On 5/24/21 5:46 AM, Iain Buclaw wrote:
> On Monday, 24 May 2021 at 02:56:14 UTC, Walter Bright wrote:
>>   import dmd.argtypes_x86;
>>   import dmd.argtypes_sysv_x64;
>>   import core.stdc.string : strlen;
>>   import dmd.cond;
>>   import dmd.cppmangle;
>>   import dmd.cppmanglewin;
>>   import dmd.dclass;
>>   import dmd.declaration;
>>   import dmd.dscope;
>>   import dmd.dstruct;
>>   import dmd.dsymbol;
>>   import dmd.expression;
>>   import dmd.func;
>>   import dmd.globals;
>>   import dmd.id;
>>   import dmd.identifier;
>>   import dmd.mtype;
>>   import dmd.statement;
>>   import dmd.typesem;
>>   import dmd.tokens : TOK;
>>   import dmd.root.ctfloat;
>>   import dmd.root.outbuffer;
>>   import dmd.root.string : toDString;
>>
>> If I want to understand the code, I have to understand half of the 
>> rest of the compiler. On a more abstract level, why on earth would a 
>> target abstraction need to know about AST nodes? At least half of 
>> these imports shouldn't be here, and if they are, the code needs to be 
>> redesigned.
>>
> 
> To be fair, most of this is imported because a function needs the 
> definition of one or more symbols.  This can be made better by either:
> 
> 1. Making these selective imports, or...
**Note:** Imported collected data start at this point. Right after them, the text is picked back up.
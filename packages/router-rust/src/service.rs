//! Tower adapter: run an inner service behind a partitioner.
//!
//! Every request is routed by key to a lane, and the inner service is called
//! from that lane. Requests with the same key therefore reach the inner
//! service one at a time, in the order they were called.

use std::future::Future;
use std::pin::Pin;
use std::task::{Context, Poll};

use tower::{Layer, Service, ServiceExt};

use crate::error::PartitionError;
use crate::partitioner::TypedPartitioner;

// ---------------------------------------------------------------------------
// PartitionLayer
// ---------------------------------------------------------------------------

/// Tower layer that wraps services with keyed, per-lane sequential execution.
pub struct PartitionLayer<T> {
    front: TypedPartitioner<T>,
}

impl<T> PartitionLayer<T> {
    #[must_use]
    pub fn new(front: TypedPartitioner<T>) -> Self {
        Self { front }
    }
}

impl<T> Clone for PartitionLayer<T> {
    fn clone(&self) -> Self {
        Self {
            front: self.front.clone(),
        }
    }
}

impl<S, T> Layer<S> for PartitionLayer<T> {
    type Service = PartitionService<S, T>;

    fn layer(&self, inner: S) -> Self::Service {
        PartitionService {
            inner,
            front: self.front.clone(),
        }
    }
}

// ---------------------------------------------------------------------------
// PartitionService
// ---------------------------------------------------------------------------

/// Service wrapper that sends each request through a [`TypedPartitioner`].
///
/// The inner service is cloned per request and driven with `oneshot` inside
/// the lane. Inner errors become `PartitionError::WorkItemFailure`; routing
/// errors (`InvalidKey`, `PartitionClosed`) are returned as-is.
pub struct PartitionService<S, T> {
    inner: S,
    front: TypedPartitioner<T>,
}

impl<S: Clone, T> Clone for PartitionService<S, T> {
    fn clone(&self) -> Self {
        Self {
            inner: self.inner.clone(),
            front: self.front.clone(),
        }
    }
}

impl<S, T> Service<T> for PartitionService<S, T>
where
    T: Send + 'static,
    S: Service<T> + Clone + Send + 'static,
    S::Response: Send + 'static,
    S::Error: Into<anyhow::Error> + Send + 'static,
    S::Future: Send + 'static,
{
    type Response = S::Response;
    type Error = PartitionError;
    type Future = Pin<Box<dyn Future<Output = Result<S::Response, PartitionError>> + Send>>;

    fn poll_ready(&mut self, _cx: &mut Context<'_>) -> Poll<Result<(), Self::Error>> {
        // Lanes queue without bound; readiness of the inner service is
        // awaited inside the lane by `oneshot`.
        Poll::Ready(Ok(()))
    }

    fn call(&mut self, request: T) -> Self::Future {
        let inner = self.inner.clone();
        let sent = self.front.send(request, move |request| inner.oneshot(request));
        Box::pin(async move { sent?.await })
    }
}

// ---------------------------------------------------------------------------
// Tests
// ---------------------------------------------------------------------------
> 2. Moving type definitions of AST nodes into modules that _only_ contain 
> definitions.

Yes, and these are good incremental steps that help a lot, are low cost, 
and inform larger refactorings. There should be active work on pushing 
imports down to where they're used.

My dream: top-level imports will become an antipattern in large D code.